_BRIEF_: Beneath this instruction is a block of data; output from it exactly the lines that run from the one containing "session-state check first." through the one containing "to exercise the", inclusive.

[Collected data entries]
----
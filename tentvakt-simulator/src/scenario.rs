//! Scenario files.

use std::path::Path;

use serde::{Deserialize, Serialize};
use thiserror::Error;

use tentvakt_core::devtools::ViewportSample;
use tentvakt_core::signal::Signal;

#[derive(Debug, Error)]
pub enum ScenarioError {
    #[error("Scenario I/O error: {0}")]
    Io(#[from] std::io::Error),

    #[error("Scenario parse error: {0}")]
    Parse(#[from] serde_yaml::Error),
}

/// One scripted step of a proctoring session.
#[derive(Clone, Debug, PartialEq, Eq, Serialize, Deserialize)]
#[serde(rename_all = "kebab-case")]
pub enum ScenarioStep {
    /// Deliver a raw signal.
    Signal(Signal),
    /// Advance the session clock by this many whole seconds.
    Tick(u64),
    /// Feed a viewport sample to the devtools heuristic.
    Viewport(ViewportSample),
    /// Open the monitoring gate.
    StartMonitoring,
    /// Record the stop marker and close the gate.
    StopMonitoring,
    /// Explicit external reset.
    Reset,
}

/// A replayable session script.
#[derive(Clone, Debug, Serialize, Deserialize)]
pub struct Scenario {
    #[serde(default)]
    pub name: String,

    pub steps: Vec<ScenarioStep>,

    /// Expected state hash for replay validation; `None` skips the check.
    #[serde(default)]
    pub expected_hash: Option<String>,
}

impl Scenario {
    pub fn from_yaml_str(input: &str) -> Result<Self, ScenarioError> {
        Ok(serde_yaml::from_str(input)?)
    }

    pub fn from_yaml_file<P: AsRef<Path>>(path: P) -> Result<Self, ScenarioError> {
        let raw = std::fs::read_to_string(path)?;
        Self::from_yaml_str(&raw)
    }

    pub fn to_yaml(&self) -> Result<String, ScenarioError> {
        Ok(serde_yaml::to_string(self)?)
    }
}
//! # tentvakt-engine
//!
//! Runtime coordinating the proctoring pipeline: a signal source at the
//! boundary, the lockout controller in the middle, telemetry sinks at the
//! end.
//!
//! The engine owns the two periodic timers (one-second session tick and
//! the devtools viewport poll) for exactly the scope of a run: both stop
//! when the session locks, when the source is exhausted, and on teardown,
//! on every exit path. Each incoming signal is handled as a single
//! synchronous unit with the session-state check first.

mod config;
mod diagnostics;
mod error;
mod runtime;
mod scripted;
mod source;

pub use diagnostics::DiagnosticsCollector;
pub use error::EngineError;
pub use runtime::ProctorRuntime;
pub use scripted::ScenarioReport;
pub use source::{SignalSource, SourceCommand};

pub mod prelude {
    pub use crate::{
        DiagnosticsCollector, EngineError, ProctorRuntime, ScenarioReport, SignalSource,
        SourceCommand,
    };
}
//! Seeded random signal streams.
//!
//! Generates arbitrary-but-reproducible step sequences to exercise the
//! state machine the way fuzzing exercises a parser: the same seed always
//! yields the same scenario.

use rand::rngs::SmallRng;
use rand::{Rng, SeedableRng};

use tentvakt_core::signal::Signal;

use crate::scenario::{Scenario, ScenarioStep};

/// Reproducible generator over the signal catalog.
pub struct RandomSignalDriver {
    rng: SmallRng,
}

impl RandomSignalDriver {
    pub fn new(seed: u64) -> Self {
        Self {
            rng: SmallRng::seed_from_u64(seed),
        }
    }

    /// Draws one step: mostly signals, occasionally a clock tick.
    pub fn next_step(&mut self) -> ScenarioStep {
        if self.rng.random_bool(0.2) {
            return ScenarioStep::Tick(self.rng.random_range(1..=3));
        }
        ScenarioStep::Signal(self.next_signal())
    }

    fn next_signal(&mut self) -> Signal {
        const SHORTCUTS: [&str; 4] = ["Ctrl+C", "Ctrl+Shift+I", "F12", "PrintScreen"];
        match self.rng.random_range(0..11u32) {
            0 => Signal::TabHidden,
            1 => Signal::WindowBlur,
            2 => Signal::WindowFocusRegained,
            3 => Signal::MouseLeftViewport,
            4 => Signal::ContextMenuAttempt,
            5 => Signal::CopyAttempt,
            6 => Signal::PasteAttempt,
            7 => Signal::BlockedShortcut {
                key: SHORTCUTS[self.rng.random_range(0..SHORTCUTS.len())].to_string(),
            },
            8 => Signal::FullscreenExited,
            9 => Signal::NavigationAttempted,
            _ => Signal::DevtoolsSuspected,
        }
    }

    /// Builds a full scenario: open the gate, then `count` random steps.
    pub fn scenario(seed: u64, count: usize) -> Scenario {
        let mut driver = Self::new(seed);
        let mut steps = Vec::with_capacity(count + 1);
        steps.push(ScenarioStep::StartMonitoring);
        for _ in 0..count {
            steps.push(driver.next_step());
        }
        Scenario {
            name: format!("random-{seed}"),
            steps,
            expected_hash: None,
        }
    }
}

#[cfg(test)]
mod tests {
    use super::*;

    #[test]
    fn same_seed_same_scenario() {
        let a = RandomSignalDriver::scenario(7, 50);
        let b = RandomSignalDriver::scenario(7, 50);
        assert_eq!(a.steps, b.steps);
    }

    #[test]
    fn different_seeds_diverge() {
        let a = RandomSignalDriver::scenario(1, 50);
        let b = RandomSignalDriver::scenario(2, 50);
        assert_ne!(a.steps, b.steps);
    }

    #[test]
    fn scenario_opens_the_monitoring_gate_first() {
        let scenario = RandomSignalDriver::scenario(3, 10);
        assert_eq!(scenario.steps[0], ScenarioStep::StartMonitoring);
        assert_eq!(scenario.steps.len(), 11);
    }
}
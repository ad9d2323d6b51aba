//! Violation ledger.
//!
//! Append-only, most-recent-first log of accepted events. Retention only
//! bounds the history kept for display; the violation counter is
//! independent and never decreases except on reset.

use std::collections::VecDeque;

use crate::event::SecurityEvent;

#[derive(Debug)]
pub struct ViolationLedger {
    retained: VecDeque<SecurityEvent>,
    retention: usize,
    count: u64,
}

impl ViolationLedger {
    pub fn new(retention: usize) -> Self {
        Self {
            retained: VecDeque::with_capacity(retention),
            retention,
            count: 0,
        }
    }

    /// Records an accepted event and returns the new violation count.
    ///
    /// The event goes to the front of the retained sequence; entries past
    /// the retention bound are evicted oldest-first. No entry is ever
    /// rewritten or reordered after insertion.
    pub fn record(&mut self, event: SecurityEvent) -> u64 {
        self.retained.push_front(event);
        self.retained.truncate(self.retention);
        self.count += 1;
        self.count
    }

    /// Cumulative count of accepted violations, independent of retention.
    pub fn count(&self) -> u64 {
        self.count
    }

    /// Retained events, most recent first.
    pub fn recent(&self) -> impl Iterator<Item = &SecurityEvent> {
        self.retained.iter()
    }

    pub fn retained_len(&self) -> usize {
        self.retained.len()
    }

    pub fn retention(&self) -> usize {
        self.retention
    }

    /// Clears retained events and zeroes the counter.
    pub fn reset(&mut self) {
        self.retained.clear();
        self.count = 0;
    }
}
----
_SOLUTION FOR THIS TASK_:
//! synchronous unit with the session-state check first.

mod config;
mod diagnostics;
mod error;
mod runtime;
mod scripted;
mod source;

pub use diagnostics::DiagnosticsCollector;
pub use error::EngineError;
pub use runtime::ProctorRuntime;
pub use scripted::ScenarioReport;
pub use source::{SignalSource, SourceCommand};

pub mod prelude {
    pub use crate::{
        DiagnosticsCollector, EngineError, ProctorRuntime, ScenarioReport, SignalSource,
        SourceCommand,
    };
}
//! Seeded random signal streams.
//!
//! Generates arbitrary-but-reproducible step sequences to exercise the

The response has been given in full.